START Records to use

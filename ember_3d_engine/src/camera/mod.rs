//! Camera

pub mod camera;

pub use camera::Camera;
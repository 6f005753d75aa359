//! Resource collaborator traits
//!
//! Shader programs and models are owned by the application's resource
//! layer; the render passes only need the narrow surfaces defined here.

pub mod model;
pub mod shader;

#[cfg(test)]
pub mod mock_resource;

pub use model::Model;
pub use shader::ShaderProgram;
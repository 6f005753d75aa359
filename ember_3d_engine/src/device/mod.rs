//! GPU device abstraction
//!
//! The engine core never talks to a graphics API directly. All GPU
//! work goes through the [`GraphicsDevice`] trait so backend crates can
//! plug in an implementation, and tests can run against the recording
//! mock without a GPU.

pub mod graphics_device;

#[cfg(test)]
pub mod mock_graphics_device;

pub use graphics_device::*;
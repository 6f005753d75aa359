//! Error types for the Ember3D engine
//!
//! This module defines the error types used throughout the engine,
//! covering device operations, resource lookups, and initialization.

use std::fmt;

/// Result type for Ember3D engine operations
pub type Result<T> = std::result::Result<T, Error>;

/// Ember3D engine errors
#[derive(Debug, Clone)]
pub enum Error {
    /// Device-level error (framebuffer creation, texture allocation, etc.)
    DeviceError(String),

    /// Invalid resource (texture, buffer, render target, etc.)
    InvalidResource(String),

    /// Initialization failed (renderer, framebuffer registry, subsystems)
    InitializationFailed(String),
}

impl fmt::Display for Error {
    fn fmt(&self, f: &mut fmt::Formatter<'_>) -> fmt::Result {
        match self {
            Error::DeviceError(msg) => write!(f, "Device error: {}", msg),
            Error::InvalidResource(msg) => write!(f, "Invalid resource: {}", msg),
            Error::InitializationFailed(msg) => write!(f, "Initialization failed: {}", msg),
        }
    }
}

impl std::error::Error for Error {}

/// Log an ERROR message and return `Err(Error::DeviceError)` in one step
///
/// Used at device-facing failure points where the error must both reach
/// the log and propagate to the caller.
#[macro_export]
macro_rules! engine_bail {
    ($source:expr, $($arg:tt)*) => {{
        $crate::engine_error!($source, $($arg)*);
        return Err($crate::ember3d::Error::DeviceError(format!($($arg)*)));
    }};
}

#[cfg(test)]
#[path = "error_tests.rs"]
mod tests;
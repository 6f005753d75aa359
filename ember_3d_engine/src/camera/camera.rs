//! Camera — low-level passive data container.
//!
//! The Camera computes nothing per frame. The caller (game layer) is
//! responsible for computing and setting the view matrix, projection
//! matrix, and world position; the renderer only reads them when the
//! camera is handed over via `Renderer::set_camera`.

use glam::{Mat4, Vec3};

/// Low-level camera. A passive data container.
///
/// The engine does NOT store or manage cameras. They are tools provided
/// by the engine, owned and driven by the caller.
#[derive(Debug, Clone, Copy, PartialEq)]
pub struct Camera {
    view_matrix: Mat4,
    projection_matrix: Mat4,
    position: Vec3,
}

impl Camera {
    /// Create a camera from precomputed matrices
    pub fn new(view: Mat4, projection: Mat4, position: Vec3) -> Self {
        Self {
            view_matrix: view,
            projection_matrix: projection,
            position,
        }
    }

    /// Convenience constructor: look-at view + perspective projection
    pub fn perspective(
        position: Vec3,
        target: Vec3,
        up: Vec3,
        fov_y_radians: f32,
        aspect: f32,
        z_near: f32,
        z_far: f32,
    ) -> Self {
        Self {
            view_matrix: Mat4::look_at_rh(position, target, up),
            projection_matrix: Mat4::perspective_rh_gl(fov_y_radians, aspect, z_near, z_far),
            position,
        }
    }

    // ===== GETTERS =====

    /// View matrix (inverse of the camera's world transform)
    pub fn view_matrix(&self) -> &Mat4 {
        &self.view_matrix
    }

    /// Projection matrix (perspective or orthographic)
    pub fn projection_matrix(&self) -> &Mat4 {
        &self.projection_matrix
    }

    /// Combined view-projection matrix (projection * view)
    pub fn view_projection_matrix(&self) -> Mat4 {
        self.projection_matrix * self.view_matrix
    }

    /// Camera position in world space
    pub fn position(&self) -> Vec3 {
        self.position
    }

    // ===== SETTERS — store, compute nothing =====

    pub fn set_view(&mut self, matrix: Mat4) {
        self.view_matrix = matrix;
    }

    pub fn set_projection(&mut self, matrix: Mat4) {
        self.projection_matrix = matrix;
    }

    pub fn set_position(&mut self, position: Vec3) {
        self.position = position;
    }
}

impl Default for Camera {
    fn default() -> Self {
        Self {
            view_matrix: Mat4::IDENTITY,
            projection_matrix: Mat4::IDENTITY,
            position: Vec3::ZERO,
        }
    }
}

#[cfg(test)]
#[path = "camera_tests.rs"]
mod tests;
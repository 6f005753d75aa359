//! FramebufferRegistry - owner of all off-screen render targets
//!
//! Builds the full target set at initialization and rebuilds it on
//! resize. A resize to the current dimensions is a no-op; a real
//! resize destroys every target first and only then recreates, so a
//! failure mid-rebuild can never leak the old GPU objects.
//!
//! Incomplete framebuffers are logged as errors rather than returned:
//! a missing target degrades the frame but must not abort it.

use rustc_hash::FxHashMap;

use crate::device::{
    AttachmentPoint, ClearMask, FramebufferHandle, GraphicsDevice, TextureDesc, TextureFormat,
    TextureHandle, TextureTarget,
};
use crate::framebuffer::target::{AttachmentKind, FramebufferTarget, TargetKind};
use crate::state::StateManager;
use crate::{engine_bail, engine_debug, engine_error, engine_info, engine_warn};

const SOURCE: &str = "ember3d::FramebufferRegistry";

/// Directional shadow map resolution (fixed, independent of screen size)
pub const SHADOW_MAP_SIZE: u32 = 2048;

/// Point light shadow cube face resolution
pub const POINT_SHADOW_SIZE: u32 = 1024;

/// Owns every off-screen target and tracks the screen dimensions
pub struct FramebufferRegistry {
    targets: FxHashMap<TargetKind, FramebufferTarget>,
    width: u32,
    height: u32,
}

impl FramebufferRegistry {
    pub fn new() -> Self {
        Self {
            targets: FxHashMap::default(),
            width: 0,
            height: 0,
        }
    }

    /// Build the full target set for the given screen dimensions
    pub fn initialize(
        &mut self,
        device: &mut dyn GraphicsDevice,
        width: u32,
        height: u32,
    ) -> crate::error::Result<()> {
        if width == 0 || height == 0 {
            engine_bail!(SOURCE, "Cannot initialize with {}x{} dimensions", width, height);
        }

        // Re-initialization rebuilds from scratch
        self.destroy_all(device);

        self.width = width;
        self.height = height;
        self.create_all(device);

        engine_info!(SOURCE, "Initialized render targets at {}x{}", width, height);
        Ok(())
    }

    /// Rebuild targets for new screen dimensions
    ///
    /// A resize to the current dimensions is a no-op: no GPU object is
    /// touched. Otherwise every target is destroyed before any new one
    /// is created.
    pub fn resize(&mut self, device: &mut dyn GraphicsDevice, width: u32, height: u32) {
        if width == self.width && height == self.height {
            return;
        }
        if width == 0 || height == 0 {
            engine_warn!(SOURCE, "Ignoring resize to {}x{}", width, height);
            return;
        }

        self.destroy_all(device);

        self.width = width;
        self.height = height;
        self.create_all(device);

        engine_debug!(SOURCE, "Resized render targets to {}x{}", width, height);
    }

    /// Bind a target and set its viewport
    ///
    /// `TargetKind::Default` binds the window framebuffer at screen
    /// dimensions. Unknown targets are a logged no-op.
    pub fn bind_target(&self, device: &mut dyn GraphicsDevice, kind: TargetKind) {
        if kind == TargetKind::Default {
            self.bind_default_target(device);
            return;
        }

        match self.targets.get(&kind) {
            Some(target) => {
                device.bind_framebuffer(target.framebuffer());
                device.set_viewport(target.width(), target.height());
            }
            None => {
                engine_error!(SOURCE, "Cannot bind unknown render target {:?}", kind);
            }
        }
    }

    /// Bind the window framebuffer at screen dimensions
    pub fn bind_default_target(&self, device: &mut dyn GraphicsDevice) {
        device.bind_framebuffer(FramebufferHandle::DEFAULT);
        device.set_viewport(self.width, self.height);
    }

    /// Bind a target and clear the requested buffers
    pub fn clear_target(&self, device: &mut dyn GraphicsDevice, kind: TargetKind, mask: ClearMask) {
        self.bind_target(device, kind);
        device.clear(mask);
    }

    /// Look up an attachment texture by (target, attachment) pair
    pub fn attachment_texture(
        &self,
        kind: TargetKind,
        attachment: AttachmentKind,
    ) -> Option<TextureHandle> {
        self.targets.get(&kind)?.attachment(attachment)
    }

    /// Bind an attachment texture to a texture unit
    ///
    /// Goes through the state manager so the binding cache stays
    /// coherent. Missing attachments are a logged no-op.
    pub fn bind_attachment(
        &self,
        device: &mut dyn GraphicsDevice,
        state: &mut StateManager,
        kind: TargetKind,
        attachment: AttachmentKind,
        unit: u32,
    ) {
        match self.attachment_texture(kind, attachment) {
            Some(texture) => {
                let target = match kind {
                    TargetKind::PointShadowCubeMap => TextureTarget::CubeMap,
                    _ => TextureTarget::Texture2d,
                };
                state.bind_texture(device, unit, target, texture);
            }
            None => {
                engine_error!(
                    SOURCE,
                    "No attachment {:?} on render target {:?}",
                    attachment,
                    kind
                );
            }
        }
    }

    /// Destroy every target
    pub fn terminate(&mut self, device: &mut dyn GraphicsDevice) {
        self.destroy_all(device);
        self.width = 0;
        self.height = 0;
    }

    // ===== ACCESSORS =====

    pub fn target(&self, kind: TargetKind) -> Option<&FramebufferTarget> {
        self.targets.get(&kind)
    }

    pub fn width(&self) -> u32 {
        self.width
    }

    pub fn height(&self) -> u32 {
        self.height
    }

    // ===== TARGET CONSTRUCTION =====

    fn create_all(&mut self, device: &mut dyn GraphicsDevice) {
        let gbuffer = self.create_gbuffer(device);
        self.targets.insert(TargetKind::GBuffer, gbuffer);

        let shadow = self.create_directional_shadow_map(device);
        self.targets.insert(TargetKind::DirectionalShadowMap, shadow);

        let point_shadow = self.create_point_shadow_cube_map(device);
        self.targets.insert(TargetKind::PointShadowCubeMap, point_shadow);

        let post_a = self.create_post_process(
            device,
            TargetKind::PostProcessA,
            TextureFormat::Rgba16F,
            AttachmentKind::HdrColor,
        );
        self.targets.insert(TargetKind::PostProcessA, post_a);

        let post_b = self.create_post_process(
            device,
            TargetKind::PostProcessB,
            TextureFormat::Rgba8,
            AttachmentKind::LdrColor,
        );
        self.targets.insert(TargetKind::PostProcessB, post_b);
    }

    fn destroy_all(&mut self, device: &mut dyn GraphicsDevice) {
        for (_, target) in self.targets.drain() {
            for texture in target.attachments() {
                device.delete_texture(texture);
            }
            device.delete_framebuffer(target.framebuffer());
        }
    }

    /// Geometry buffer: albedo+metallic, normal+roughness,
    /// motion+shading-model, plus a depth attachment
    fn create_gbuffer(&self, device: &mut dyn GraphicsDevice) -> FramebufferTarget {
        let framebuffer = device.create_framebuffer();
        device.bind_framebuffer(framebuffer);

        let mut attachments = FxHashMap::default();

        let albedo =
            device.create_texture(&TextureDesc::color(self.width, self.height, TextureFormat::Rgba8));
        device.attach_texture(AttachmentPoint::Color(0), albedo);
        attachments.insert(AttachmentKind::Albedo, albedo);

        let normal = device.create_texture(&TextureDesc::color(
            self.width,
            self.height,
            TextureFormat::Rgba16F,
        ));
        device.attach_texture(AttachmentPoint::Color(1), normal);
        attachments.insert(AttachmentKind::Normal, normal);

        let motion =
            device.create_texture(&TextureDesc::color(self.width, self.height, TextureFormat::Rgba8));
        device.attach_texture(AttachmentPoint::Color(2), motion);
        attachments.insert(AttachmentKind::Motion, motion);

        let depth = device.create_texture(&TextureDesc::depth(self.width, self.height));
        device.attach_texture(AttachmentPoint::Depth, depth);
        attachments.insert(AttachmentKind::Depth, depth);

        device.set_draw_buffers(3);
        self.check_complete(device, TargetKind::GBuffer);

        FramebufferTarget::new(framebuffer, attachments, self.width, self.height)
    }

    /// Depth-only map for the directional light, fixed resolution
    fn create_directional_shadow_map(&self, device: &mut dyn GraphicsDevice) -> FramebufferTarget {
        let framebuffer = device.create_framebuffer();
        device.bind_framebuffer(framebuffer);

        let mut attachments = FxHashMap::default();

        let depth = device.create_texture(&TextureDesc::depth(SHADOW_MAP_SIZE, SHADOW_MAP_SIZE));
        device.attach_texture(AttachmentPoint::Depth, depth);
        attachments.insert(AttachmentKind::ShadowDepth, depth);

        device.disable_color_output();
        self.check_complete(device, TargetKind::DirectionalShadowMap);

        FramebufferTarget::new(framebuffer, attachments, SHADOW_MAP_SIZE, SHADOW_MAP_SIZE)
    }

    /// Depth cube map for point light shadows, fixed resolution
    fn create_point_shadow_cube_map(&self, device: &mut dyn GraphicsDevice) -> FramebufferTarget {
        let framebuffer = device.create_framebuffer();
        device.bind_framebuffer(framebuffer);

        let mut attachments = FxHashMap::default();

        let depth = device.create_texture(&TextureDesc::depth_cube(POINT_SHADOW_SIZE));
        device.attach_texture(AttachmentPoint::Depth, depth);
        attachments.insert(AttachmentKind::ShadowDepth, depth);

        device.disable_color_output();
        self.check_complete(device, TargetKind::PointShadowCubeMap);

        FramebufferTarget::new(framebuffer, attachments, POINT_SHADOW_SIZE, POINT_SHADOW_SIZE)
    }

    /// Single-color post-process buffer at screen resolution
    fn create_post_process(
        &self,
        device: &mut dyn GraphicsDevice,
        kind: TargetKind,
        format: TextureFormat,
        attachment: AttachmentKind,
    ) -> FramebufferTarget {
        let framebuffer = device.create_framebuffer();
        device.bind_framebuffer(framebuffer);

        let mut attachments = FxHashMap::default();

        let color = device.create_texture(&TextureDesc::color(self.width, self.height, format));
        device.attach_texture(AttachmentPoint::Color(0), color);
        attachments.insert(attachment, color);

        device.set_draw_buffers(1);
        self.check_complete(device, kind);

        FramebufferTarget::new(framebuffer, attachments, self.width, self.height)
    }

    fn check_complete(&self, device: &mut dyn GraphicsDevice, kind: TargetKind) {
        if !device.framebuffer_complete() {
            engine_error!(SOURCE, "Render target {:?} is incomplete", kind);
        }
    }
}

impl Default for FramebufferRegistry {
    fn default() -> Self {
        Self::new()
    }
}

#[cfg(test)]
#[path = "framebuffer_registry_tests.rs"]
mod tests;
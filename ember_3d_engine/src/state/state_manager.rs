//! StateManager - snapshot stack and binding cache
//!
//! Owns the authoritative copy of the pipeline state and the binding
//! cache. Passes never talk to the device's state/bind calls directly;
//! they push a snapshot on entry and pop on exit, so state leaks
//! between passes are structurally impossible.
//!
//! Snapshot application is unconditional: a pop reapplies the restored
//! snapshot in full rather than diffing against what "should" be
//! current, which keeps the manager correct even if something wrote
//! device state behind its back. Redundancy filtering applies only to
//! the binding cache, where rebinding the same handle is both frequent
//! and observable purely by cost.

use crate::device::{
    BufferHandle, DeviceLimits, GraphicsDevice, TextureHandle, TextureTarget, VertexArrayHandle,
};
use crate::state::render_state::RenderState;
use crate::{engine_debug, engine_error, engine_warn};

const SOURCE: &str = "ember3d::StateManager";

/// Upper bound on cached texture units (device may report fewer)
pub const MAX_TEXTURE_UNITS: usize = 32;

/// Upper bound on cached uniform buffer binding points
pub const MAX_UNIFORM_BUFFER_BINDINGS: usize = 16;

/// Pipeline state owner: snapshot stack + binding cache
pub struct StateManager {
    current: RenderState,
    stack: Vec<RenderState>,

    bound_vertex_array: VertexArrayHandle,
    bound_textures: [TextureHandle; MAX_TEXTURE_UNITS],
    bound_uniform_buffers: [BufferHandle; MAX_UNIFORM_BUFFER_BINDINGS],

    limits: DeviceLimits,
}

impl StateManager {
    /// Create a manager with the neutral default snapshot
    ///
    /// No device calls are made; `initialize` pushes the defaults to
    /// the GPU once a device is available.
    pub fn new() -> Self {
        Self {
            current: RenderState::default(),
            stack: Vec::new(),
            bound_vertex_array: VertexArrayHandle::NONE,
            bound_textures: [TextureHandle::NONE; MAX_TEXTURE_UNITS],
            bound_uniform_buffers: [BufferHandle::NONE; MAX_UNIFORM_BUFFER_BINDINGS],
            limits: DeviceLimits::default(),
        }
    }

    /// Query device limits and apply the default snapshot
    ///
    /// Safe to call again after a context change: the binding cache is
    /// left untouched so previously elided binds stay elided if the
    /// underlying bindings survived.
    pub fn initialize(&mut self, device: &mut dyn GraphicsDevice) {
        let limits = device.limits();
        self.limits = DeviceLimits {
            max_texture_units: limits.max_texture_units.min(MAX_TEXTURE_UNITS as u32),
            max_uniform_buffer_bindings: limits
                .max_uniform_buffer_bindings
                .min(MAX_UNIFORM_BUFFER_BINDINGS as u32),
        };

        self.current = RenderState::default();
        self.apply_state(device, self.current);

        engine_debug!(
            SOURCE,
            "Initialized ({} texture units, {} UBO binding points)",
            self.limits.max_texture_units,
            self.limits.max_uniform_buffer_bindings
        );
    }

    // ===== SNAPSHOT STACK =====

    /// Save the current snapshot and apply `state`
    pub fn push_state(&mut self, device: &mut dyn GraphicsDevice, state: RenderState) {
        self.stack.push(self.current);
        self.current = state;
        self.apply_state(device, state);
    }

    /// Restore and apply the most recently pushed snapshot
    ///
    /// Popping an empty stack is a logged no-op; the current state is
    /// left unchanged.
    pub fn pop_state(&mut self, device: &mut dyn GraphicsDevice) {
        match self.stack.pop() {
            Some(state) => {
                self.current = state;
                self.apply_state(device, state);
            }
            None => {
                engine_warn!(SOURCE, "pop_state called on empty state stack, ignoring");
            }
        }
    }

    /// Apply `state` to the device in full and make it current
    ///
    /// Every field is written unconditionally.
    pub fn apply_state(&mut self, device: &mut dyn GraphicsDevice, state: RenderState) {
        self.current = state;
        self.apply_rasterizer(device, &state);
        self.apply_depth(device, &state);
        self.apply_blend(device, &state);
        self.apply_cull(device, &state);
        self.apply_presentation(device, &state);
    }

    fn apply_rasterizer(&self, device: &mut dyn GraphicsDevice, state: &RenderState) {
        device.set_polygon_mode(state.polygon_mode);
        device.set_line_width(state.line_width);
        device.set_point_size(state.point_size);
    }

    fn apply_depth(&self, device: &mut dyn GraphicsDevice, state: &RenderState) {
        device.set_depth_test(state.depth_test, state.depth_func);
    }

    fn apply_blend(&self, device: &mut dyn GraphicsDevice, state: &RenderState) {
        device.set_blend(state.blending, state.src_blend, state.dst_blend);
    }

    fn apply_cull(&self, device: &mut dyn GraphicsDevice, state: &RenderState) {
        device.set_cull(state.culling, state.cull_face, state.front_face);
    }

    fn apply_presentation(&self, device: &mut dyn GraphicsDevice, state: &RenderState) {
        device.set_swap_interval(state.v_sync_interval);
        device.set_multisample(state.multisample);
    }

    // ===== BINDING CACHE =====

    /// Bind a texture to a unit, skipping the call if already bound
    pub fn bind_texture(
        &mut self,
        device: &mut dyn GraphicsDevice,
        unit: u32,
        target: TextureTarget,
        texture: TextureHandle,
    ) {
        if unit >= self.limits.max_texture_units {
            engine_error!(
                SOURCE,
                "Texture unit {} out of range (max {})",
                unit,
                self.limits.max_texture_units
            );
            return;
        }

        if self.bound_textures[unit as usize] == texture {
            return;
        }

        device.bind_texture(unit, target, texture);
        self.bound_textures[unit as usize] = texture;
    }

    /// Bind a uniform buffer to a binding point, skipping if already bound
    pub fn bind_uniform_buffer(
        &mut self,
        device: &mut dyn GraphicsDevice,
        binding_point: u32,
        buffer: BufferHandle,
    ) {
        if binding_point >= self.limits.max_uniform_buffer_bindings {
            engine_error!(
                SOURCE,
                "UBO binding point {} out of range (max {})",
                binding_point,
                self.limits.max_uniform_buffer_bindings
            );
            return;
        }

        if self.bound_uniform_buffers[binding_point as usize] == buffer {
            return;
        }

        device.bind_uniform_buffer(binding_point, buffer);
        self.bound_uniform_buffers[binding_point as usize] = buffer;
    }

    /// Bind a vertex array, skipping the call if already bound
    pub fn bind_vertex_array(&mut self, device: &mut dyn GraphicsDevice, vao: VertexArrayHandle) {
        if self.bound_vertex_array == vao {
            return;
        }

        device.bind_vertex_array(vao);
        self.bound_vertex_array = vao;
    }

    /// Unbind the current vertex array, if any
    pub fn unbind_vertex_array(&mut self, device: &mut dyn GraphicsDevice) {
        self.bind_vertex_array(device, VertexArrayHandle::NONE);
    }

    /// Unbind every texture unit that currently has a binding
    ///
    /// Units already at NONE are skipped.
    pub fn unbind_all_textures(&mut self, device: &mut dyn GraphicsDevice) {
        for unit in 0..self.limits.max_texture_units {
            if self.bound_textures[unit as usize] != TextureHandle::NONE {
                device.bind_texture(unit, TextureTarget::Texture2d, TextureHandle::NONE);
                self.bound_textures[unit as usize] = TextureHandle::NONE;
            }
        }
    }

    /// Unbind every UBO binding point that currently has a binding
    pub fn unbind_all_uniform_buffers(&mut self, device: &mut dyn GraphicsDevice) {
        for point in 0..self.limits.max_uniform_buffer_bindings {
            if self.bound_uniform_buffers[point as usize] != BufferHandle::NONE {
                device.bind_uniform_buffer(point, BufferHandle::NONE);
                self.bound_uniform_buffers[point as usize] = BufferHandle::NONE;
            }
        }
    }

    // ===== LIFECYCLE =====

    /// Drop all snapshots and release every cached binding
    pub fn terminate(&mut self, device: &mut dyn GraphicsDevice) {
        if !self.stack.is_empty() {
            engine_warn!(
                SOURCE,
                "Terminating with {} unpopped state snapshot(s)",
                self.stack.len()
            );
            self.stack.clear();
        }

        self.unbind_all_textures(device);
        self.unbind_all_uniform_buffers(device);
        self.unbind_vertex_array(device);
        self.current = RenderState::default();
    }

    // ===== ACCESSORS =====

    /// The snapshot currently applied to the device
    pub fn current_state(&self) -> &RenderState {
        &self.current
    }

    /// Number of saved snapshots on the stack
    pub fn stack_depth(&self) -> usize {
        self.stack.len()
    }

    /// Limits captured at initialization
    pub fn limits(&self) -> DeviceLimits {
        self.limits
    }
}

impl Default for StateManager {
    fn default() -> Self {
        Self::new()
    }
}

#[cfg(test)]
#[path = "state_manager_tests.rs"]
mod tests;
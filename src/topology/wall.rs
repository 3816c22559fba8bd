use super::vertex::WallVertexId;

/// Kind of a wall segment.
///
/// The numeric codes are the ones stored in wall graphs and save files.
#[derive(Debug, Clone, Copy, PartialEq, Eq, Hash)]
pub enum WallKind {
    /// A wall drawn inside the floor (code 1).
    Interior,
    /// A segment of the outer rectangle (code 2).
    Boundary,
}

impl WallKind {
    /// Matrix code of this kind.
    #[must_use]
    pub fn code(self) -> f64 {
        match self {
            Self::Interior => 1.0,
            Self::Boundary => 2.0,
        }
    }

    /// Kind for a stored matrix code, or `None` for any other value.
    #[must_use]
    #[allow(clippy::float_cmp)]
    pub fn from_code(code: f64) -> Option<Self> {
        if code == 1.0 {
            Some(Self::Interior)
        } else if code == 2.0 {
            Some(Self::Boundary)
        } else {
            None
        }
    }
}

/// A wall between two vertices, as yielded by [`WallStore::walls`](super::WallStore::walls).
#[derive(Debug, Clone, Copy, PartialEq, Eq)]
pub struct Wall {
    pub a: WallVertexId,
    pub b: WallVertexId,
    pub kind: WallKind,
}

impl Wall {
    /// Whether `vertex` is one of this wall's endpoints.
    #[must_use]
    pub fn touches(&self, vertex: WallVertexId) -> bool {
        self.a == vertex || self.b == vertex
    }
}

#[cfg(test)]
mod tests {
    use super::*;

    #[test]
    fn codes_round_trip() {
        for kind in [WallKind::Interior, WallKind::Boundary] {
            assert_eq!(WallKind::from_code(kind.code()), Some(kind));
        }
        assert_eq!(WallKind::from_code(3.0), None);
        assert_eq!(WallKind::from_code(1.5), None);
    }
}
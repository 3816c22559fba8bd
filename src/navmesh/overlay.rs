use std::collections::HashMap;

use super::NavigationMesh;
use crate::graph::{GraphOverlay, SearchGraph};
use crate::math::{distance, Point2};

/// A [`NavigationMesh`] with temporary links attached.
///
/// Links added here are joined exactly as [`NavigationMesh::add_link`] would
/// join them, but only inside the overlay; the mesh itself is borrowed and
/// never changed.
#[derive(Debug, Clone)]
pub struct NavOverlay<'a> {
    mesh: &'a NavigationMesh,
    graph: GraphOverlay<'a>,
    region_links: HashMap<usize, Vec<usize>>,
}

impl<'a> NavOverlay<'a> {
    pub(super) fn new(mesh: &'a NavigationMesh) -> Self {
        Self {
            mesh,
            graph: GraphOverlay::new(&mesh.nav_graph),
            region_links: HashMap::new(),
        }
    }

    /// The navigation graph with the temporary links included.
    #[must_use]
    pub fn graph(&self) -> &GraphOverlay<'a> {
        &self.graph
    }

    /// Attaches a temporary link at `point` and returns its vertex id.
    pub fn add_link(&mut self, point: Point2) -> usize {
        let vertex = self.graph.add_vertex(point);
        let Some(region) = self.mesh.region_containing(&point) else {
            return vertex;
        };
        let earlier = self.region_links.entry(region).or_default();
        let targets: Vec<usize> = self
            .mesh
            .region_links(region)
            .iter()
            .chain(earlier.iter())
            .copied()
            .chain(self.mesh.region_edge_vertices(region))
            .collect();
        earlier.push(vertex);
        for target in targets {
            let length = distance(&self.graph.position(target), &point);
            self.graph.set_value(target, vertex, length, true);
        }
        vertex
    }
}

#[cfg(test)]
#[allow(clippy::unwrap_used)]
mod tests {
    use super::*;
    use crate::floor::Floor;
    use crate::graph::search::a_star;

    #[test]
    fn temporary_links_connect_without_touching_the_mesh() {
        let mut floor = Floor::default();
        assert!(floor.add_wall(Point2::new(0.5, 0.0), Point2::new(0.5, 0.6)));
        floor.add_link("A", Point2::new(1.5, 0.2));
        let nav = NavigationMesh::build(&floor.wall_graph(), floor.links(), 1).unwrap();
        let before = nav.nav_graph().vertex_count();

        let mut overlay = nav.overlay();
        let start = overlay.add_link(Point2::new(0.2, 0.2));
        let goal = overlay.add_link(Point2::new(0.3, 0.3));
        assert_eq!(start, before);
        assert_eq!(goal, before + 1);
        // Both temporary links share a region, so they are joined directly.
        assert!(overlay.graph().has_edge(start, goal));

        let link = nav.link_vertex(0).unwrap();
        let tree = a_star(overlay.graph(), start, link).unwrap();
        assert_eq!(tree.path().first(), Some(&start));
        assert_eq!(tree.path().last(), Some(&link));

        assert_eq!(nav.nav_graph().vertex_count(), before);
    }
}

END Records to use

Reply with nothing but the number of lines in the data above that contain "than".

● **Response to this exercise**
2